Prompt accessibility of funds

Wallets need to take account of two main concerns with respect to accessibility of funds:

  • enabling funds to be spent as quickly as possible to reduce latency;
  • ensuring that the confirmed-spendable balance is not overestimated, and so can be trusted by the user.

These concerns affect the way that balances should be computed, which notes are selected for spending, and how the wallet should ensure that sufficient notes are available to cover multiple spends within a short period.

To support this we define two kinds of TXOs:

  • A trusted TXO is a TXO received from a party where the wallet trusts that it will remain mined in its original transaction, such as TXOs created by the wallet's internal TXO handling.
  • An untrusted TXO is a TXO received by the wallet that is not trusted.

Wallets can then require that untrusted TXOs need more confirmations before they become confirmed-spendable than trusted TXOs. This provides an improved trade-off between latency on the one hand, and reliability and safety on the other.

Specification

Long-term storage of funds

It is RECOMMENDED that wallets only hold funds as shielded in the long term; that is, if a wallet supports receiving transparent funds (or supports importing a seed from another wallet that might have done so), then it SHOULD auto-shield such funds by default.

A shielding transaction is always linked to the transparent addresses it spends from. This can cause undesirable information leaks:

  1. if there are multiple transparent addresses, they will be linked to each other;
  2. a link between the input transparent address(es) and the payment will be visible to the recipient(s), or to any other holder of an Incoming Viewing Key for the destination address(es).

Despite the fact that it is not possible to achieve strong privacy guarantees from any use of transparent addresses, it is undesirable to reveal this additional information.

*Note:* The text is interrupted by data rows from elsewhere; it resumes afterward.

//! Character reveal engine.
//!
//! Reveals a text one character at a time at a fixed cadence. The engine is a
//! pure state machine: [`CharReveal::start`] mounts it, [`CharReveal::poll`]
//! advances it to a given instant, [`CharReveal::cancel`] unmounts it. Progress
//! is reported as an ordered list of [`RevealEvent`]s.
//!
//! # Invariants
//!
//! - `visible_count` never decreases and never exceeds `len`.
//! - [`RevealEvent::Completed`] is emitted exactly once, and only once
//!   `visible_count == len`.
//! - After [`CharReveal::cancel`] no further events are emitted.

use std::time::Duration;

use crate::time::{Timestamp, TimerSlot, scaled};

/// Reveal timing parameters.
#[derive(Debug, Clone, Copy, PartialEq, Eq)]
pub struct RevealConfig {
    /// Time between consecutive characters. Zero reveals everything at once.
    pub cadence: Duration,
    /// Wait before the first cadence starts counting.
    pub start_delay: Duration,
}

impl RevealConfig {
    /// Reveal at `cadence` per character with no start delay.
    pub const fn new(cadence: Duration) -> Self {
        Self { cadence, start_delay: Duration::ZERO }
    }

    /// Delay the first character by an additional `delay`.
    #[must_use]
    pub const fn with_start_delay(mut self, delay: Duration) -> Self {
        self.start_delay = delay;
        self
    }
}

/// Lifecycle of a reveal engine.
#[derive(Debug, Clone, Copy, PartialEq, Eq)]
pub enum RevealPhase {
    /// Created, not started.
    Idle,
    /// Revealing characters.
    Running,
    /// Every character visible. Terminal.
    Complete,
    /// Torn down before completion. Terminal.
    Cancelled,
}

/// Progress reported by [`CharReveal`].
#[derive(Debug, Clone, Copy, PartialEq, Eq)]
pub enum RevealEvent {
    /// One more character became visible.
    Revealed {
        /// Visible character count after this step.
        visible: usize,
    },
    /// The whole text is visible.
    Completed,
}

/// Character-by-character reveal of a single text.
#[derive(Debug, Clone)]
pub struct CharReveal<I> {
    source: String,
    /// Length in chars.
    len: usize,
    visible: usize,
    /// Byte offset of the first hidden char.
    visible_bytes: usize,
    config: RevealConfig,
    phase: RevealPhase,
    timer: TimerSlot<I>,
    /// Instant the first cadence starts counting from.
    origin: Option<I>,
    completed_at: Option<I>,
}

impl<I: Timestamp> CharReveal<I> {
    /// Create an idle engine for `text`.
    pub fn new(text: impl Into<String>, config: RevealConfig) -> Self {
        let source = text.into();
        let len = source.chars().count();
        Self {
            source,
            len,
            visible: 0,
            visible_bytes: 0,
            config,
            phase: RevealPhase::Idle,
            timer: TimerSlot::idle(),
            origin: None,
            completed_at: None,
        }
    }

    /// Mount the engine at `now`.
    ///
    /// Empty text or a zero cadence completes immediately. Calling `start` on
    /// an engine that is not idle does nothing.
    pub fn start(&mut self, now: I) -> Vec<RevealEvent> {
        if self.phase != RevealPhase::Idle {
            return Vec::new();
        }

        if self.len == 0 || self.config.cadence.is_zero() {
            self.visible = self.len;
            self.visible_bytes = self.source.len();
            self.phase = RevealPhase::Complete;
            self.completed_at = Some(now);
            return vec![RevealEvent::Completed];
        }

        let origin = now + self.config.start_delay;
        self.origin = Some(origin);
        self.timer.arm(origin + self.config.cadence);
        self.phase = RevealPhase::Running;
        Vec::new()
    }

    /// Advance to `now`, revealing one character per elapsed cadence.
    pub fn poll(&mut self, now: I) -> Vec<RevealEvent> {
        let mut events = Vec::new();
        if self.phase != RevealPhase::Running {
            return events;
        }

        while let Some(at) = self.timer.fire_if_due(now) {
            self.reveal_next();
            events.push(RevealEvent::Revealed { visible: self.visible });

            if self.visible == self.len {
                self.phase = RevealPhase::Complete;
                self.completed_at = Some(at);
                events.push(RevealEvent::Completed);
                break;
            }
            self.timer.arm(at + self.config.cadence);
        }

        events
    }

    /// Unmount the engine. Pending deadlines are dropped; a completed engine
    /// stays complete.
    pub fn cancel(&mut self) {
        self.timer.cancel();
        if self.phase != RevealPhase::Complete {
            self.phase = RevealPhase::Cancelled;
        }
    }

    fn reveal_next(&mut self) {
        let width = self.source[self.visible_bytes..].chars().next().map_or(0, char::len_utf8);
        self.visible_bytes += width;
        self.visible += 1;
    }

    /// Full source text.
    pub fn source(&self) -> &str {
        &self.source
    }

    /// Text length in chars (newlines included).
    pub fn len(&self) -> usize {
        self.len
    }

    /// Whether the source text is empty.
    pub fn is_empty(&self) -> bool {
        self.len == 0
    }

    /// Number of visible chars.
    pub fn visible_count(&self) -> usize {
        self.visible
    }

    /// The visible prefix of the source text.
    pub fn visible_text(&self) -> &str {
        &self.source[..self.visible_bytes]
    }

    /// Current lifecycle phase.
    pub fn phase(&self) -> RevealPhase {
        self.phase
    }

    /// Whether every character is visible.
    pub fn is_complete(&self) -> bool {
        self.phase == RevealPhase::Complete
    }

    /// Timing parameters.
    pub fn config(&self) -> RevealConfig {
        self.config
    }

    /// Instant the first cadence counts from. `None` until started, and for
    /// engines that completed on start.
    pub fn origin(&self) -> Option<I> {
        self.origin
    }

    /// Instant the last character became visible. `None` until complete.
    pub fn completed_at(&self) -> Option<I> {
        self.completed_at
    }

    /// Next scheduled reveal. `None` if nothing is pending.
    pub fn next_deadline(&self) -> Option<I> {
        self.timer.deadline()
    }

    /// Instant the char at `index` became visible. `None` if still hidden.
    pub fn revealed_at(&self, index: usize) -> Option<I> {
        if index >= self.visible {
            return None;
        }
        match self.origin {
            Some(origin) => Some(origin + scaled(self.config.cadence, index + 1)),
            None => self.completed_at,
        }
    }

    /// Visual cursor position `(line, column)` after the visible text.
    ///
    /// Newlines move the cursor to the start of the next line and do not
    /// occupy a column.
    pub fn cursor(&self) -> (usize, usize) {
        let text = self.visible_text();
        let line = text.matches('\n').count();
        let column = text.rsplit('\n').next().map_or(0, |tail| tail.chars().count());
        (line, column)
    }
}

In particular, issue b) motivates ruling out the use of "opportunistic shielding", i.e. shielding previously received transparent funds as part of a user-initiated transaction.

Wallets SHOULD NOT auto-shield from multiple transparent addresses in the same transaction, and SHOULD NOT use opportunistic shielding.

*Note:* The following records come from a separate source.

//! Per-screen state.
//!
//! Each screen owns the engines it mounts. Leaving a screen cancels and drops
//! them, so no deadline of a departed screen can fire.

use std::{fmt, time::Duration};

use bbs_core::{
    CharReveal, CredentialGate, GateOutcome, LineSequencer, RevealConfig, SequenceConfig,
    SequenceEvent, Timestamp,
};

use crate::AppConfig;

/// Which screen is active. Exactly one is.
#[derive(Debug, Clone, Copy, PartialEq, Eq, PartialOrd, Ord)]
pub enum AppPhase {
    /// Prompt waiting for any key or click.
    Boot,
    /// Logo reveal followed by the credential gate.
    Splash,
    /// Post feed. Terminal for the session.
    Content,
}

impl fmt::Display for AppPhase {
    fn fmt(&self, f: &mut fmt::Formatter<'_>) -> fmt::Result {
        let name = match self {
            Self::Boot => "boot",
            Self::Splash => "splash",
            Self::Content => "content",
        };
        f.write_str(name)
    }
}

/// Boot screen: typed prompt with a blinking cursor.
#[derive(Debug, Clone)]
pub struct BootScreen<I> {
    prompt: CharReveal<I>,
    blink: Duration,
    mounted_at: I,
    /// Cursor visibility at the last poll.
    cursor_shown: bool,
}

impl<I: Timestamp> BootScreen<I> {
    /// Mount the boot screen at `now`.
    pub fn mount(config: &AppConfig, now: I) -> Self {
        let mut prompt =
            CharReveal::new(config.boot_text.clone(), RevealConfig::new(config.boot_cadence));
        prompt.start(now);
        Self { prompt, blink: config.cursor_blink, mounted_at: now, cursor_shown: true }
    }

    /// Advance to `now`. Returns `true` if a redraw is needed.
    pub fn poll(&mut self, now: I) -> bool {
        let revealed = !self.prompt.poll(now).is_empty();
        let cursor = self.cursor_visible(now);
        let blinked = cursor != self.cursor_shown;
        self.cursor_shown = cursor;
        revealed || blinked
    }

    /// Unmount, dropping the pending reveal.
    pub fn cancel(&mut self) {
        self.prompt.cancel();
    }

    /// The prompt engine.
    pub fn prompt(&self) -> &CharReveal<I> {
        &self.prompt
    }

    /// Whether the block cursor is drawn at `now`. The cursor blinks while
    /// the prompt types and disappears once it is complete.
    pub fn cursor_visible(&self, now: I) -> bool {
        if self.prompt.is_complete() {
            return false;
        }
        if self.blink.is_zero() || now <= self.mounted_at {
            return true;
        }
        let elapsed = now - self.mounted_at;
        (elapsed.as_nanos() / self.blink.as_nanos()).is_multiple_of(2)
    }
}

/// Splash screen: logo reveal, then footer and credential gate.
#[derive(Debug, Clone)]
pub struct SplashScreen<I> {
    logo: LineSequencer<I>,
    gate: CredentialGate<I>,
    footer: Vec<String>,
    /// Footer shown and gate mounted.
    revealed: bool,
}

impl<I: Timestamp> SplashScreen<I> {
    /// Mount the splash screen at `now` and start the logo reveal.
    pub fn mount(config: &AppConfig, now: I) -> Self {
        let mut logo = LineSequencer::new(
            config.logo_lines.clone(),
            SequenceConfig::new(config.logo_cadence, config.logo_line_delay),
        );
        let done = logo.start(now).contains(&SequenceEvent::Completed);

        let mut splash = Self {
            logo,
            gate: CredentialGate::new(config.password.clone()).with_cooldown(config.gate_cooldown),
            footer: config.footer_lines(),
            revealed: false,
        };
        if done {
            splash.reveal_gate();
        }
        splash
    }

    /// Advance to `now`. Returns `true` if a redraw is needed.
    pub fn poll(&mut self, now: I) -> bool {
        let events = self.logo.poll(now);
        if events.contains(&SequenceEvent::Completed) {
            self.reveal_gate();
        }
        let cleared = self.gate.poll(now);
        !events.is_empty() || cleared
    }

    fn reveal_gate(&mut self) {
        self.revealed = true;
        self.gate.mount();
        tracing::debug!("logo complete, gate mounted");
    }

    /// Type a character into the gate. Ignored before the gate mounts.
    pub fn push(&mut self, c: char) {
        self.gate.push(c);
    }

    /// Delete the last typed character.
    pub fn backspace(&mut self) {
        self.gate.backspace();
    }

    /// Submit the typed attempt. `None` before the gate mounts.
    pub fn submit(&mut self, now: I) -> Option<GateOutcome> {
        self.revealed.then(|| self.gate.submit(now))
    }

    /// Unmount, dropping the logo reveal and the gate cooldown.
    pub fn cancel(&mut self) {
        self.logo.cancel();
        self.gate.cancel();
    }

    /// The logo sequencer.
    pub fn logo(&self) -> &LineSequencer<I> {
        &self.logo
    }

    /// The credential gate.
    pub fn gate(&self) -> &CredentialGate<I> {
        &self.gate
    }

    /// Footer lines. Only drawn once [`Self::is_revealed`].
    pub fn footer(&self) -> &[String] {
        &self.footer
    }

    /// Whether the logo finished and the gate is mounted.
    pub fn is_revealed(&self) -> bool {
        self.revealed
    }
}
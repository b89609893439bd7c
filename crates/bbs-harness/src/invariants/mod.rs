//! Invariant checking for deterministic simulation testing.
//!
//! Invariants are properties that must always hold during execution. Unlike
//! example-based tests that check specific scenarios, invariants verify
//! behavioral properties across all possible execution paths.
//!
//! # Architecture
//!
//! The invariant system extracts observable state from the App into an
//! [`AppSnapshot`], then runs registered [`Invariant`] checks against it.
//! Transition checks compare two consecutive snapshots.
//!
//! # Usage
//!
//! ```ignore
//! let registry = InvariantRegistry::standard();
//! let snapshot = AppSnapshot::from_app(&app);
//! registry.check_all(&snapshot)?;
//! ```

mod checks;
mod snapshot;

pub use checks::{
    CaptureMatchesPhase, PhaseNeverRegresses, RevealBounds, ScreenMatchesPhase, ScrollInRange,
    SequencePrefix,
};
pub use snapshot::{AppSnapshot, FeedSnapshot, LogoSnapshot};

/// Invariant check result.
pub type InvariantResult = Result<(), Violation>;

/// Invariant violation with context.
#[derive(Debug, Clone)]
pub struct Violation {
    /// Name of the violated invariant.
    pub invariant: &'static str,
    /// Description of what went wrong.
    pub message: String,
}

impl std::fmt::Display for Violation {
    fn fmt(&self, f: &mut std::fmt::Formatter<'_>) -> std::fmt::Result {
        write!(f, "{}: {}", self.invariant, self.message)
    }
}

impl std::error::Error for Violation {}

/// An invariant that can be checked against app state.
///
/// Invariants are behavioral properties that must always hold.
/// They capture WHAT must be true, not specific test scenarios.
pub trait Invariant: Send + Sync {
    /// Invariant name for error reporting.
    fn name(&self) -> &'static str;

    /// Check the invariant against the current state.
    fn check(&self, state: &AppSnapshot) -> InvariantResult;

    /// Check a step from `before` to `after`. Holds by default.
    fn check_transition(&self, _before: &AppSnapshot, _after: &AppSnapshot) -> InvariantResult {
        Ok(())
    }
}

/// Registry of invariants to check.
///
/// Use [`InvariantRegistry::standard()`] for the common App invariants.
pub struct InvariantRegistry {
    invariants: Vec<Box<dyn Invariant>>,
}

impl Default for InvariantRegistry {
    fn default() -> Self {
        Self::new()
    }
}

impl InvariantRegistry {
    /// Create an empty registry.
    pub fn new() -> Self {
        Self { invariants: Vec::new() }
    }

    /// Create a registry with the standard App invariants.
    ///
    /// Includes:
    /// - [`CaptureMatchesPhase`]: input capture held exactly during Boot
    /// - [`ScreenMatchesPhase`]: only the active screen is mounted
    /// - [`SequencePrefix`]: completed logo lines are a prefix of the logo
    /// - [`RevealBounds`]: boot prompt within its length
    /// - [`ScrollInRange`]: feed scroll within the entries
    /// - [`PhaseNeverRegresses`]: phases and reveals only move forward
    pub fn standard() -> Self {
        let mut registry = Self::new();
        registry.add(CaptureMatchesPhase);
        registry.add(ScreenMatchesPhase);
        registry.add(SequencePrefix);
        registry.add(RevealBounds);
        registry.add(ScrollInRange);
        registry.add(PhaseNeverRegresses);
        registry
    }

    /// Add an invariant to the registry.
    pub fn add<I: Invariant + 'static>(&mut self, invariant: I) {
        self.invariants.push(Box::new(invariant));
    }

    /// Check all invariants against the given state.
    ///
    /// Returns `Ok(())` if all invariants hold, or all violations found.
    pub fn check_all(&self, state: &AppSnapshot) -> Result<(), Vec<Violation>> {
        let violations: Vec<_> =
            self.invariants.iter().filter_map(|inv| inv.check(state).err()).collect();

        if violations.is_empty() { Ok(()) } else { Err(violations) }
    }

    /// Check all transition invariants for a step from `before` to `after`.
    pub fn check_transition_all(
        &self,
        before: &AppSnapshot,
        after: &AppSnapshot,
    ) -> Result<(), Vec<Violation>> {
        let violations: Vec<_> = self
            .invariants
            .iter()
            .filter_map(|inv| inv.check_transition(before, after).err())
            .collect();

        if violations.is_empty() { Ok(()) } else { Err(violations) }
    }

    /// Check all invariants, panicking on any violation.
    ///
    /// Use this in tests where you want immediate failure with context.
    pub fn assert_all(&self, state: &AppSnapshot, context: &str) {
        if let Err(violations) = self.check_all(state) {
            let messages: Vec<_> = violations.iter().map(ToString::to_string).collect();
            panic!("Invariant violation {context}:\n  {}", messages.join("\n  "));
        }
    }

    /// Number of registered invariants.
    pub fn len(&self) -> usize {
        self.invariants.len()
    }

    /// Check if registry is empty.
    pub fn is_empty(&self) -> bool {
        self.invariants.is_empty()
    }
}
//! Observable state snapshots for invariant checking.
//!
//! Snapshots capture the observable state of the app at a point in time.
//! Invariants operate on snapshots rather than live state to ensure
//! consistent, atomic checks.

use bbs_app::{App, AppPhase, FeedStatus};
use bbs_core::Timestamp;

/// Snapshot of the app's observable state.
#[derive(Debug, Clone, PartialEq, Eq)]
pub struct AppSnapshot {
    /// Active phase.
    pub phase: AppPhase,
    /// Whether the app started.
    pub started: bool,
    /// Whether the app believes any input is captured.
    pub capturing: bool,
    /// Whether the platform actually captures any input. `None` if unknown.
    pub platform_capture: Option<bool>,
    /// Boot prompt progress `(visible, len)`. `Some` only with a boot screen.
    pub boot_reveal: Option<(usize, usize)>,
    /// Splash logo state. `Some` only with a splash screen.
    pub logo: Option<LogoSnapshot>,
    /// Feed state. `Some` only with a feed.
    pub feed: Option<FeedSnapshot>,
}

/// Splash logo and gate state.
#[derive(Debug, Clone, PartialEq, Eq)]
pub struct LogoSnapshot {
    /// All logo lines.
    pub lines: Vec<String>,
    /// Lines that finished revealing.
    pub completed: Vec<String>,
    /// Sequencer's current index.
    pub current_index: usize,
    /// Whether the sequencer finished.
    pub complete: bool,
    /// Whether the gate has focus.
    pub gate_focused: bool,
}

/// Feed state.
#[derive(Debug, Clone, PartialEq, Eq)]
pub struct FeedSnapshot {
    /// Fetch state.
    pub status: FeedStatus,
    /// Number of entries.
    pub entries: usize,
    /// Scroll position.
    pub scroll: usize,
}

impl AppSnapshot {
    /// Capture the observable state of `app`.
    pub fn from_app<I: Timestamp>(app: &App<I>) -> Self {
        Self {
            phase: app.phase(),
            started: app.is_started(),
            capturing: app.is_capturing_input(),
            platform_capture: None,
            boot_reveal: app.boot().map(|boot| (boot.prompt().visible_count(), boot.prompt().len())),
            logo: app.splash().map(|splash| LogoSnapshot {
                lines: splash.logo().lines().to_vec(),
                completed: splash.logo().completed_lines().to_vec(),
                current_index: splash.logo().current_index(),
                complete: splash.logo().is_complete(),
                gate_focused: splash.gate().is_focused(),
            }),
            feed: app.feed().map(|feed| FeedSnapshot {
                status: feed.status(),
                entries: feed.entries().len(),
                scroll: app.scroll(),
            }),
        }
    }

    /// Record what the platform reports about input capture.
    #[must_use]
    pub fn with_platform_capture(mut self, capturing: bool) -> Self {
        self.platform_capture = Some(capturing);
        self
    }
}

Following all of the recommendations in this section improves both collective privacy and the user's individual privacy, by maximizing the size of the note anonymity set over time and minimizing the potential linkage of shielding transactions to other transactions.

The remainder of this specification assumes a wallet that follows all of these recommendations, except where explicitly noted.

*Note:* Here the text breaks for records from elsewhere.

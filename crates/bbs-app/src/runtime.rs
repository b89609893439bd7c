//! Generic runtime for application orchestration.
//!
//! The Runtime drives the application event loop, coordinating between:
//! - [`App`]: screen state machine
//! - [`Driver`]: platform-specific I/O
//! - [`PostStore`]: post listing collaborator
//! - [`SessionStore`]: session-scoped unlocked flag

use std::collections::VecDeque;

use bbs_core::{SessionStore, session};
use bbs_posts::{Post, PostStore};

use crate::{App, AppAction, AppConfig, AppEvent, Driver};

/// Generic runtime that orchestrates App, Driver and the two stores.
///
/// # Type Parameters
///
/// - `D`: Platform-specific I/O driver
/// - `P`: Post store backing the feed
/// - `S`: Session store holding the unlocked flag
pub struct Runtime<D, P, S>
where
    D: Driver,
{
    driver: D,
    app: App<D::Instant>,
    posts: P,
    session: S,
    /// Events produced by side effects, delivered before driver input.
    pending: VecDeque<AppEvent>,
    quit: bool,
}

impl<D, P, S> Runtime<D, P, S>
where
    D: Driver,
    P: PostStore,
    S: SessionStore,
{
    /// Create a runtime. The unlocked flag is read from `session` once, here.
    pub fn new(driver: D, config: AppConfig, posts: P, session: S) -> Self {
        let app = App::from_session(config, &session);
        Self { driver, app, posts, session, pending: VecDeque::new(), quit: false }
    }

    /// Run the main event loop until the app quits.
    ///
    /// # Errors
    ///
    /// Returns an error if the driver encounters an I/O error.
    pub async fn run(mut self) -> Result<(), D::Error> {
        let result = self.run_loop().await;
        self.driver.stop();
        result
    }

    async fn run_loop(&mut self) -> Result<(), D::Error> {
        self.start()?;
        while !self.quit {
            self.step().await?;
        }
        Ok(())
    }

    /// Mount the app's initial phase.
    ///
    /// # Errors
    ///
    /// Returns an error if the driver fails to render or capture input.
    pub fn start(&mut self) -> Result<(), D::Error> {
        let now = self.driver.now();
        let actions = self.app.start(now);
        tracing::debug!(phase = %self.app.phase(), "app started");
        self.process_actions(actions)
    }

    /// Process one cycle: one event (or a tick) and the actions it produces.
    ///
    /// # Errors
    ///
    /// Returns an error if the driver encounters an I/O error.
    pub async fn step(&mut self) -> Result<(), D::Error> {
        let event = match self.pending.pop_front() {
            Some(event) => event,
            None => self.driver.poll_event().await?.unwrap_or(AppEvent::Tick),
        };

        let now = self.driver.now();
        let actions = self.app.handle(event, now);
        self.process_actions(actions)
    }

    /// Execute actions returned by the App.
    fn process_actions(&mut self, actions: Vec<AppAction>) -> Result<(), D::Error> {
        for action in actions {
            match action {
                AppAction::Render => self.driver.render(&self.app)?,
                AppAction::Quit => {
                    tracing::debug!(phase = %self.app.phase(), "quit requested");
                    self.quit = true;
                    return Ok(());
                },
                AppAction::CaptureAnyInput => self.driver.set_any_input_capture(true)?,
                AppAction::ReleaseAnyInput => self.driver.set_any_input_capture(false)?,
                AppAction::PersistUnlock => {
                    if let Err(e) = session::mark_unlocked(&mut self.session) {
                        tracing::warn!(error = %e, "failed to persist unlocked flag");
                    }
                },
                AppAction::FetchPosts => self.fetch_posts(),
            }
        }
        Ok(())
    }

    /// Single fetch per mount. The result is delivered on the next step so
    /// the loading placeholder is drawn at least once.
    fn fetch_posts(&mut self) {
        let event = match self.posts.list_published() {
            Ok(posts) => AppEvent::PostsLoaded { posts: posts.iter().map(Post::summary).collect() },
            Err(e) => AppEvent::PostsFailed { message: e.to_string() },
        };
        self.pending.push_back(event);
    }

    /// The application state.
    pub fn app(&self) -> &App<D::Instant> {
        &self.app
    }

    /// The I/O driver.
    pub fn driver(&self) -> &D {
        &self.driver
    }

    /// The I/O driver, mutably.
    pub fn driver_mut(&mut self) -> &mut D {
        &mut self.driver
    }

    /// The session store.
    pub fn session(&self) -> &S {
        &self.session
    }

    /// The post store.
    pub fn posts(&self) -> &P {
        &self.posts
    }

    /// Whether the app asked to quit.
    pub fn is_finished(&self) -> bool {
        self.quit
    }
}
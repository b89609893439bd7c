//! Deterministic simulation harness for the BBS terminal.
//!
//! A virtual clock and a scripted implementation of the [`bbs_app::Driver`]
//! trait, so the production [`bbs_app::Runtime`] runs unchanged under test
//! with fully reproducible timing.
//!
//! # Invariant Testing
//!
//! The `invariants` module provides behavioral testing through invariant
//! checks. Invariants verify WHAT must be true across all execution paths, not
//! specific scenarios. Use [`InvariantRegistry::standard()`] for the common
//! App invariants.

#![forbid(unsafe_code)]
#![deny(missing_docs)]

pub mod invariants;
pub mod sim_clock;
pub mod sim_driver;
pub mod sim_store;

pub use invariants::{
    AppSnapshot, CaptureMatchesPhase, Invariant, InvariantRegistry, InvariantResult,
    PhaseNeverRegresses, RevealBounds, ScreenMatchesPhase, ScrollInRange, SequencePrefix,
    Violation,
};
pub use sim_clock::{SimClock, SimInstant};
pub use sim_driver::{SimDriver, SimDriverError, SimStep};
pub use sim_store::FailingPostStore;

A wallet MAY allow users to disable auto-shielding, auto-migration, and/or opportunistic migration. If it does so, this need not be via three independent settings.

Automatic shielding and automatic/opportunistic migration SHOULD NOT be applied to inputs where the cost of shielding or migrating them will exceed their economic value. If these transactions are paying the ZIP 317 conventional fee 5, that will be the case if the amount of the UTXO to be shielded/migrated exceeds the marginal fee, and cannot be accommodated by an input that would be present in any case due to padding of the number of inputs from a given shielded pool.

Trusted and untrusted TXOs

A wallet SHOULD treat received TXOs that are outputs of transactions created by the same wallet, as trusted TXOs. Wallets MAY enable users to mark specific external transactions as trusted, allowing their received TXOs also to be classified as trusted TXOs.

A wallet SHOULD have a policy that is clearly communicated to the user for the number of confirmations needed to spend untrusted and trusted TXOs respectively. The following confirmation policy is RECOMMENDED:

  • 10 confirmations, for untrusted TXOs;
  • 3 confirmations, for trusted TXOs.

Rationale for the given numbers of confirmations

The rationale for choosing three confirmations for trusted TXOs is that anecdotally, reorgs are usually less than three blocks.

The consequences of attempting to spend a trusted TXO may be less severe in the case of a rollback than the consequences of attempting to spend an untrusted TXO. The value received from a trusted TXO should always be recoverable, whereas recovering value received from an untrusted TXO may require the user to request that funds are re-sent.

Categories of TXOs according to spendability

A TXO is known-spendable, relative to a given block chain and wallet state, if and only if all of the following are true in that state:

  • the TXO is unspent at the wallet's view of the chain tip, and that view is reasonably up-to-date;

    TODO: consider undoing the up-to-date part, as when combined with the definition of balance below, it causes wallet balance to drop to zero in the short window between opening and updating the wallet's chain tip view.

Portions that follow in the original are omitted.